Arrêt : l’appel doit être rejeté.

L’argument de l’appelant selon lequel la Cour fédérale a, en utilisant le terme « s’exprimer » (« speak » dans la version anglaise du jugement), restreint la portée du terme « employer » dans le paragraphe 4(1) de la Loi et donc le champ d’application de la législation aux seules déclarations verbales a été rejeté. Le verbe anglais « speak » vise plus que l’expression orale. La Cour fédérale a déclaré que le paragraphe 4(1) de la Loi donne à l’appelant le droit de s’adresser à la Chambre des communes dans la langue de son choix. La position adoptée par la Cour fédérale selon laquelle la demande formulée par l’appelant pour faire diffuser ses documents n’était pas visée par le paragraphe 4(1) de la Loi était juste.

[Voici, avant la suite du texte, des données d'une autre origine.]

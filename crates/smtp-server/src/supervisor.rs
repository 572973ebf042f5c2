use crate::config::{ServerConfig, ServerSnapshot};
use crate::error::ServerError;
use crate::port::{find_available_port, PORT_SEARCH_WINDOW};
use crate::session::{serve, SessionContext};
use crate::tls;
use mailbox::{Message, MessageId, MessageStore, StoreError};
use std::net::{Ipv4Addr, Ipv6Addr, SocketAddr};
use std::sync::atomic::{AtomicBool, Ordering};
use std::sync::Arc;
use std::time::Duration;
use tokio::io::{AsyncBufReadExt, AsyncWriteExt, BufReader};
use tokio::net::{TcpListener, TcpStream};
use tokio::sync::Mutex;
use tokio::task::JoinHandle;
use tokio::time::timeout;
use tokio_util::sync::CancellationToken;
use tracing::{debug, error, info, info_span, warn, Instrument, Span};

/// Bound on the self-connect liveness probe.
const PROBE_TIMEOUT: Duration = Duration::from_secs(1);
/// Bound on joining background tasks during shutdown.
const SHUTDOWN_TIMEOUT: Duration = Duration::from_secs(5);
/// Pause between tearing a dead listener down and binding it again.
const RESTART_DELAY: Duration = Duration::from_secs(1);

/// Owns the SMTP listener, its health check and the captured mail.
///
/// The message store outlives stop/start cycles of the same instance.
pub struct EmailServer {
    config: ServerConfig,
    actual_port: u16,
    store: Arc<MessageStore>,
    running: Option<Running>,
}

struct Running {
    shared: Arc<Shared>,
    health_shutdown: CancellationToken,
    health_task: JoinHandle<()>,
}

/// State the health-check loop needs to restart the listener.
struct Shared {
    addr: SocketAddr,
    span: Span,
    context: Arc<SessionContext>,
    listener: Mutex<Option<ListenerHandle>>,
    bound: AtomicBool,
}

struct ListenerHandle {
    shutdown: CancellationToken,
    task: JoinHandle<()>,
}

impl Shared {
    async fn serve(&self, listener: TcpListener) {
        let shutdown = CancellationToken::new();
        let task = tokio::spawn(
            serve(listener, Arc::clone(&self.context), shutdown.clone())
                .instrument(info_span!(parent: &self.span, "accept")),
        );
        *self.listener.lock().await = Some(ListenerHandle { shutdown, task });
        self.bound.store(true, Ordering::SeqCst);
    }

    /// Stops accepting and closes the socket. Sessions already running finish on their own.
    async fn release(&self) {
        let handle = self.listener.lock().await.take();
        self.bound.store(false, Ordering::SeqCst);

        if let Some(ListenerHandle { shutdown, mut task }) = handle {
            shutdown.cancel();
            if timeout(SHUTDOWN_TIMEOUT, &mut task).await.is_err() {
                warn!("Listener on {} did not stop in time, aborting", self.addr);
                task.abort();
            }
        }
    }

    async fn restart(&self, cancel: &CancellationToken) -> Result<(), ServerError> {
        self.release().await;
        tokio::select! {
            _ = cancel.cancelled() => return Ok(()),
            _ = tokio::time::sleep(RESTART_DELAY) => {}
        }
        let listener = TcpListener::bind(self.addr).await?;
        self.serve(listener).await;
        Ok(())
    }

    /// Where the probe connects; wildcard binds are reached over loopback.
    fn probe_addr(&self) -> SocketAddr {
        match self.addr {
            SocketAddr::V4(a) if a.ip().is_unspecified() => (Ipv4Addr::LOCALHOST, a.port()).into(),
            SocketAddr::V6(a) if a.ip().is_unspecified() => (Ipv6Addr::LOCALHOST, a.port()).into(),
            addr => addr,
        }
    }
}

/// Periodically connects to the listener and rebinds it when nobody answers.
/// Failures are logged and retried on the next tick.
async fn health_check_loop(shared: Arc<Shared>, interval: Duration, shutdown: CancellationToken) {
    loop {
        tokio::select! {
            _ = shutdown.cancelled() => break,
            _ = tokio::time::sleep(interval) => {}
        }

        let failure = match timeout(PROBE_TIMEOUT, TcpStream::connect(shared.probe_addr())).await {
            Ok(Ok(stream)) => {
                debug!("Connection check successful");
                // Leave politely so the session ends without a reset.
                let _ = timeout(PROBE_TIMEOUT, quit(stream)).await;
                continue;
            }
            Ok(Err(e)) => e.to_string(),
            Err(_) => "timed out".to_string(),
        };
        if shutdown.is_cancelled() {
            break;
        }

        warn!("Connection check failed: {}", failure);
        info!("Attempting to restart server...");
        match shared.restart(&shutdown).await {
            Ok(()) if shutdown.is_cancelled() => break,
            Ok(()) => info!("Server restarted successfully"),
            Err(e) => error!("Failed to restart server: {}", e),
        }
    }
    debug!("Health check stopped");
}

/// Reads the greeting, sends QUIT and returns the goodbye line.
async fn quit(stream: TcpStream) -> std::io::Result<String> {
    let mut reader = BufReader::new(stream);
    let mut line = String::new();
    reader.read_line(&mut line).await?;
    reader.get_mut().write_all(b"QUIT\r\n").await?;
    line.clear();
    reader.read_line(&mut line).await?;
    Ok(line)
}

impl EmailServer {
    pub fn new(config: ServerConfig) -> Self {
        let store = Arc::new(MessageStore::new(config.max_messages));
        EmailServer {
            actual_port: config.port,
            config,
            store,
            running: None,
        }
    }

    /// Picks a port, prepares TLS if asked, binds and starts accepting.
    /// Returns the port actually bound.
    pub async fn start(&mut self) -> Result<u16, ServerError> {
        if self.running.is_some() {
            return Err(ServerError::AlreadyRunning);
        }

        let port = find_available_port(&self.config.host, self.config.port, PORT_SEARCH_WINDOW)?;
        let tls = if self.config.use_tls {
            let (cert_path, key_path) = (self.config.cert_path(), self.config.key_path());
            let acceptor = tokio::task::spawn_blocking(move || {
                tls::load_or_generate(&cert_path, &key_path)
            })
            .await
            .map_err(std::io::Error::other)??;
            Some(acceptor)
        } else {
            None
        };

        let listener = TcpListener::bind((self.config.host.as_str(), port)).await?;
        let addr = listener.local_addr()?;
        let context = Arc::new(SessionContext::new(
            &self.config,
            Arc::clone(&self.store),
            tls,
        ));
        let span = info_span!("supervisor", %addr);
        let shared = Arc::new(Shared {
            addr,
            span: span.clone(),
            context,
            listener: Mutex::new(None),
            bound: AtomicBool::new(false),
        });
        shared.serve(listener).await;

        let health_shutdown = CancellationToken::new();
        let health_task = tokio::spawn(
            health_check_loop(
                Arc::clone(&shared),
                self.config.health_check_interval,
                health_shutdown.clone(),
            )
            .instrument(info_span!(parent: &span, "health")),
        );

        self.actual_port = addr.port();
        self.running = Some(Running {
            shared,
            health_shutdown,
            health_task,
        });
        info!(
            parent: &span,
            "Server is listening on {} (tls: {}, auth: {})",
            addr,
            self.config.use_tls,
            self.config.auth_required()
        );
        Ok(addr.port())
    }

    /// Halts the health check first, then closes the listener. A no-op when stopped.
    pub async fn stop(&mut self) -> Result<(), ServerError> {
        let Some(running) = self.running.take() else {
            debug!("Stop requested but server is not running");
            return Ok(());
        };

        let Running {
            shared,
            health_shutdown,
            mut health_task,
        } = running;

        health_shutdown.cancel();
        if timeout(SHUTDOWN_TIMEOUT, &mut health_task).await.is_err() {
            warn!("Health check did not stop in time, aborting");
            health_task.abort();
        }

        shared.release().await;
        info!(parent: &shared.span, "Server stopped gracefully");
        Ok(())
    }

    /// True while a listener is bound.
    pub fn is_running(&self) -> bool {
        self.running
            .as_ref()
            .is_some_and(|r| r.shared.bound.load(Ordering::SeqCst))
    }

    pub fn get_config(&self) -> ServerSnapshot {
        ServerSnapshot {
            config: ServerConfig {
                port: self.actual_port,
                ..self.config.clone()
            },
            requested_port: self.config.port,
            auth_enabled: self.config.auth_required(),
            connection_count: self.store.connection_count(),
            running: self.is_running(),
        }
    }

    pub fn store(&self) -> Arc<MessageStore> {
        Arc::clone(&self.store)
    }

    pub fn list_messages(&self) -> Vec<Message> {
        self.store.list()
    }

    pub fn get_message(&self, id: MessageId) -> Result<Message, StoreError> {
        self.store.get(id)
    }

    pub fn delete_message(&self, id: MessageId) -> bool {
        self.store.delete(id)
    }

    pub fn clear_messages(&self) {
        self.store.clear()
    }
}

impl Drop for EmailServer {
    fn drop(&mut self) {
        if let Some(running) = self.running.take() {
            running.health_shutdown.cancel();
            running.health_task.abort();
            if let Ok(mut slot) = running.shared.listener.try_lock() {
                if let Some(handle) = slot.take() {
                    handle.shutdown.cancel();
                }
            }
        }
    }
}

Le paragraphe 4(1) de la Loi reprend le droit qui a d’abord été consacré par l’article 133 de la Loi constitutionnelle de 1867 et proclamé à nouveau par le paragraphe 17(1) de la Charte. Selon ces trois dispositions, toute personne qui participe aux travaux parlementaires a le droit d’« employer » (« to use ») l’anglais ou le français. Le paragraphe 4(1) de la Loi et le paragraphe 17(1) de la Charte créent un régime d’unilinguisme au choix de l’intéressé, qui ne peut être contraint par le Parlement à s’exprimer, oralement ou par écrit, dans une langue autre que celle qu’il choisit. Cependant, dans d’autres dispositions relatives aux droits linguistiques, comme le  paragraphe  20(1)  de  la  Charte  et  l’article  25  de  la  Loi,  le  législateur  a opté pour le terme « communiquer » (« to communicate »). Bien que le terme « communiquer » suppose une interaction, des actions bilatérales entre les parties, le verbe « employer » n’englobe pas une telle interaction. Ce droit est unilatéral : on a le droit de s’adresser à la Chambre des communes dans la langue officielle de son choix. L’appelant a fait connaître son opinion sur des sujets précis intéressant le comité et il a déposé des documents. Là s’arrêtait le droit qu’il pouvait invoquer en vertu du paragraphe 4(1) de la Loi. Le paragraphe 4(1) de la Loi n’oblige pas le comité à diffuser à ses membres des documents dans une des langues officielles, cette disposition ne conférant à l’appelant que le droit de s’adresser au comité dans la langue de son choix. Lorsque ce droit a été exercé, le paragraphe 4(1) de la Loi n’oblige pas le comité à agir de telle ou telle manière relativement aux renseignements qui lui ont été présentés verbalement ou par écrit. Le droit d’employer la langue officielle de son choix ne comprend pas le droit d’imposer au comité la diffusion immédiate et la lecture de documents déposés par le témoin à l’appui de sa déposition. Comme c’est au comité qu’il revient de décider quoi faire des renseignements présentés par le témoin, et à quel moment, il n’y a pas eu atteinte aux droits linguistiques de l’appelant.

lois et règlements cités

Charte canadienne des droits et libertés, qui constitue la partie I de la Loi constitutionnelle de 1982, annexe B, Loi de 1982 sur le Canada, 1982, ch. 11 (R.-U.) [L.R.C. (1985), appendice II, no 44], art. 16, 17, 20(1).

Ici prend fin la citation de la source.